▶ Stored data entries
=-=-=-=-=

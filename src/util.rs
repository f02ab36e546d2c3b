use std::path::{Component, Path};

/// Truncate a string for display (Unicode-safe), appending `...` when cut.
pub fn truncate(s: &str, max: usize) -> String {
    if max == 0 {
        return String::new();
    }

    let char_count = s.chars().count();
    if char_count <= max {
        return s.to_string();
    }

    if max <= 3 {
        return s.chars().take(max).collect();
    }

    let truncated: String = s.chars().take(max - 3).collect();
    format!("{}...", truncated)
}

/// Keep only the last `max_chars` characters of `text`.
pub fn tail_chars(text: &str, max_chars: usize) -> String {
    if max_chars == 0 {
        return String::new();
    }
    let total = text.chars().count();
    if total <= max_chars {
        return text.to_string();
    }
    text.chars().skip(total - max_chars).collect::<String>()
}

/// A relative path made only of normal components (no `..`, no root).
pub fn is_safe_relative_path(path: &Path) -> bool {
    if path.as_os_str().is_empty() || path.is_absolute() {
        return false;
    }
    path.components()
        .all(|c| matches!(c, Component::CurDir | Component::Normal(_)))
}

=-=-=-=-=

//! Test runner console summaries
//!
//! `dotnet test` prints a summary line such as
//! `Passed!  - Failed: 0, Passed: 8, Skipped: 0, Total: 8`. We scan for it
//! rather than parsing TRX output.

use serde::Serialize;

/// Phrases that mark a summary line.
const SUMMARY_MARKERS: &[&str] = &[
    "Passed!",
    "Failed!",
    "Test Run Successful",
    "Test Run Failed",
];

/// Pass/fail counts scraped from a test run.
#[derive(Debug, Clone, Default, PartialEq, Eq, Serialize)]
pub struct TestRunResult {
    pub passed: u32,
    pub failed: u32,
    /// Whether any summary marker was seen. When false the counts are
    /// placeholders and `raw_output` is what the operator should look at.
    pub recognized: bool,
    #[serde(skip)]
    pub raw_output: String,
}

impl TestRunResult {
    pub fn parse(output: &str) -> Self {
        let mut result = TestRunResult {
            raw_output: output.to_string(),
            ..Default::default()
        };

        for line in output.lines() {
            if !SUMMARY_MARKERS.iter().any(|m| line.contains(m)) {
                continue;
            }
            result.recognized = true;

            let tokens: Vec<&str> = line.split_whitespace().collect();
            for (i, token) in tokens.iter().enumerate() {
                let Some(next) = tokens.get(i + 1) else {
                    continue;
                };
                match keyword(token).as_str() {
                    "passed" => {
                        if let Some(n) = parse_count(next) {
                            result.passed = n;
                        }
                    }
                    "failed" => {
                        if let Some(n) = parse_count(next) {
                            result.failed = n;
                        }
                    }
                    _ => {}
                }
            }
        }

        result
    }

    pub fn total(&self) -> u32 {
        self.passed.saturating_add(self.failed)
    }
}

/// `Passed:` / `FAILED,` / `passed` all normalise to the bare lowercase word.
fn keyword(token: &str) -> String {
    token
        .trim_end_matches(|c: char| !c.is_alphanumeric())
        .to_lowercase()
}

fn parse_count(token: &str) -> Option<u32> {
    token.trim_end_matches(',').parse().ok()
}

=-=-=-=-=

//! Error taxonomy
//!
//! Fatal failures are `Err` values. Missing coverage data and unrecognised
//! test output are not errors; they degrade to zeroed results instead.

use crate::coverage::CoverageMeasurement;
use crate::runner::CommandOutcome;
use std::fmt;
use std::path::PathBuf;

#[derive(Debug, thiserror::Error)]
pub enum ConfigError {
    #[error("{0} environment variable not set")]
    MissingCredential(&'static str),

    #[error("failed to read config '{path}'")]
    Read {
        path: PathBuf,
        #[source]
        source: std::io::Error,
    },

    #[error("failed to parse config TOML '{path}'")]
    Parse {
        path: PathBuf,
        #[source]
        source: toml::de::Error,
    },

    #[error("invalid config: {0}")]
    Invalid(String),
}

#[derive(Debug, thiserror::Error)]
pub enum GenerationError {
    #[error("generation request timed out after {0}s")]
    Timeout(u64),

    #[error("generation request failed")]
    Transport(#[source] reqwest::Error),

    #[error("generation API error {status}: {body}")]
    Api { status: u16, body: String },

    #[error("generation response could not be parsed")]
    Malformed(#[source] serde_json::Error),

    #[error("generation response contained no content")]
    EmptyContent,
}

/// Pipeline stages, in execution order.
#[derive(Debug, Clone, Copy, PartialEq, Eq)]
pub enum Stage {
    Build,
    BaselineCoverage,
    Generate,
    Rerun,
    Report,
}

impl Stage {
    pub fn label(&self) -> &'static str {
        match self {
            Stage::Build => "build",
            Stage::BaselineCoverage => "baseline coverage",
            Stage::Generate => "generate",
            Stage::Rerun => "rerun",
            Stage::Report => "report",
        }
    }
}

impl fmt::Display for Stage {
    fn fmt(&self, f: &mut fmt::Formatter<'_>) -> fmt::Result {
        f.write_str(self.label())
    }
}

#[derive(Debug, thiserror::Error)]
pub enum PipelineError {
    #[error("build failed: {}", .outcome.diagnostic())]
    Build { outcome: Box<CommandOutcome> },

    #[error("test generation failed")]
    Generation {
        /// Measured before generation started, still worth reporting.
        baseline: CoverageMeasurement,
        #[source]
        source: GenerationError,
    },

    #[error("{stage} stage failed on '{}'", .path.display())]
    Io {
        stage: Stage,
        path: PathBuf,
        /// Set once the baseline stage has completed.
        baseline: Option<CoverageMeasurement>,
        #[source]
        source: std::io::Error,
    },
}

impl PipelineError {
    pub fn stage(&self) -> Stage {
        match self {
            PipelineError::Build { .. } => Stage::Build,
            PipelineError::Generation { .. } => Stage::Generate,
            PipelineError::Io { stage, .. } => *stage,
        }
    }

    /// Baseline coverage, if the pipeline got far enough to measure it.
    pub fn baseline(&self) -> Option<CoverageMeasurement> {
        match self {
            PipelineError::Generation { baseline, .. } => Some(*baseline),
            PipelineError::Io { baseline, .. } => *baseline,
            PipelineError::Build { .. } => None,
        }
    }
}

=-=-=-=-=

▶ WHAT TO DO
Filter the records for the string "bool" and copy every line that holds it.

▶ WRITTEN ANSWER
pub fn is_safe_relative_path(path: &Path) -> bool {
    pub recognized: bool,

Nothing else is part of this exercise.